BWA_index_mem-0.7.10

The DE Quick Start tutorial provides an introduction to basic DE functionality and navigation.

Please work through the tutorial and add your comments on the bottom of this page. Or send comments per email to xwang@cshl.edu. Thank you.

Rationale and background:

BWA: Fast and accurate short read alignment with Burrows-Wheeler Transform

Li H. and Durbin R.

Bioinformatics 2009; 25:1754-60. [PMID: 19451168]

BWA is a software package for mapping low-divergent sequences against a large reference genome, such as the human genome. It first needs to construct the FM-index for the reference genome (the index command) and then invoked with different sub-commands for alignment algorithms, BWA-backtrack, BWA-SW, and BWA-MEM. BWA-MEM is the latest algorithm and generally recommended for high-quality queries as it is faster and more accurate. The algorithm supports both single (SR) and paired-end (PE) reads and performs chimeric alignment. It is applicable to a wide range of query sequences, 70bp-1Mbp, and has better performance than BWA-backtrack for 70-100bp Illumina reads.

This AGAVE/DE app wraps bwa-index and bwa-mem modules of BWA for ChIP-Seq workflow but not limited to. It takes fastq files as inputs and produces alignments in SAM/BAM format.
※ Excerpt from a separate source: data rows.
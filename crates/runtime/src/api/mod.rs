//! Public runtime API surface.
//!
//! This module gathers the types exposed to consumers of the runtime crate so
//! other layers can stay focused on storage, workers, or infrastructure.

pub mod clock;
pub mod errors;
pub mod realizer;

pub use clock::{Clock, ManualClock, SystemClock};
pub use errors::{Result, RuntimeError};
pub use realizer::{NoopRealizer, RewardRealizer};
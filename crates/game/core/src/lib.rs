//! Pure economy rules: timed boosts, permanent modifiers, bonus resolution
//! and weighted rewards.
//!
//! `economy-core` owns no state and performs no I/O. Every time-dependent
//! check takes `now` explicitly, and every random choice takes the caller's
//! RNG, so the rules are deterministic under test. Concurrent storage and
//! background work live in `economy-runtime`.
pub mod boost;
pub mod catalog;
pub mod category;
pub mod config;
pub mod error;
pub mod modifiers;
pub mod resolver;
pub mod reward;
pub mod types;

pub use boost::{BoostError, BoostInstance, BoostScope, BoostState, format_duration};
pub use catalog::{
    BonusCatalog, BonusCatalogBuilder, BoostTypeDef, CatalogEntry, CatalogError, CrystalTypeDef,
    PetTypeDef, Registry, SynergyDef, crystal_bonus, pet_bonus, synergy_bonus,
};
pub use category::BonusCategory;
pub use config::EconomyConfig;
pub use error::{EconomyError, ErrorSeverity};
pub use modifiers::{Crystal, CrystalKind, ModifierError, PermanentModifiers, Pet};
pub use resolver::{BonusBreakdown, BonusResolver, BoostLookup, as_multiplier};
pub use reward::{
    RewardEntryDef, RewardError, RewardPayload, RewardTable, RewardTableDef, WeightedEntry,
    WeightedTable, roll_crystal_level,
};
pub use types::{ContentId, CrystalId, EntityId, PetId, Timestamp};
BWA software (http://bio-bwa.sourceforge.net)

Pre-Requisites

A CyVerse account. (Register for an CyVerse account here - user.cyverse.org)
Mandatory arguments
1. Sequences folder for protein of interest (Note: the files could be in FASTA or FASTQ format but should be named including reads end information for PE reads, e.g., test_R1.fq and test_R2.fq)
2. Sequences folder for background control (Same as b)
3. Reference genome sequence in FASTA format
4. Read type: SR vs PE
Optional arguments:

Minimum score: Don’t output alignments with score lower than INT
Type of sequencing reads: Illumina, PacBio, Oxford Nanopore, Intra-species contains to ref
Sort method for BAM: Sort alignments by leftmost coordinates, or by read name
Mark shorter split: Mark shorter split hits as secondary (for Picard compatibility)
Sam output: keep or purge the alignments in SAM

Sample data

The following test data are provided for testing BWA-index-mem here /iplant/home/xiaofei_iplant/Sorghum_chr8/chr8_test:

G3_P_K4me3_chr8
G3_P_K4me3_rep1_chr8_R1.fq and G3_P_K4me3_rep1_chr8_R1.fq
G3_P_K4me3_rep2_chr8_R1.fq and G3_P_K4me3_rep2_chr8_R1.fq
G3_P_H3_chr8
G3_P_H3_rep1_chr8_R1.fq and G3_P_H3_rep1_chr8_R2.fq
G3_P_H3_rep2_chr8_R1.fq and G3_P_H3_rep2_chr8_R2.fq
Sorbi1.31.chr8.reNm.fa

Results

Successful execution of the BWA-index-mem assessment pipeline will create a directory named out for each sample. The directory will contain SAM/BAM files for both samples of protein of interest and background input, which can be further processed for downstream analysis and visualization.

Outputs

G3_P_H3_chr8_BWA_sam*
1. G3_P_H3_rep1_chr8_R.sam
2. G3_P_H3_rep2_chr8_R.sam
G3_P_H3_chr8_BWA_bam
1. G3_P_H3_rep1_chr8_R.sorted.bam
2. G3_P_H3_rep1_chr8_R.sorted.bam.bai
3. G3_P_H3_rep2_chr8_R.sorted.bam
4. G3_P_H3_rep2_chr8_R.sorted.bam.bai
G3_P_K4me3_chr8_BWA_sam*
1. G3_P_K4me3_rep1_chr8_R.sam
2. G3_P_K4me3_rep2_chr8_R.sam
G3_P_K4me3_chr8_BWA_bam
1. G3_P_K4me3_rep1_chr8_R.sorted.bam
2. G3_P_K4me3_rep1_chr8_R.sorted.bam.bai
3. G3_P_K4me3_rep2_chr8_R.sorted.bam
4. G3_P_K4me3_rep2_chr8_R.sorted.bam.bai

*SAM folders are optional to keep or not.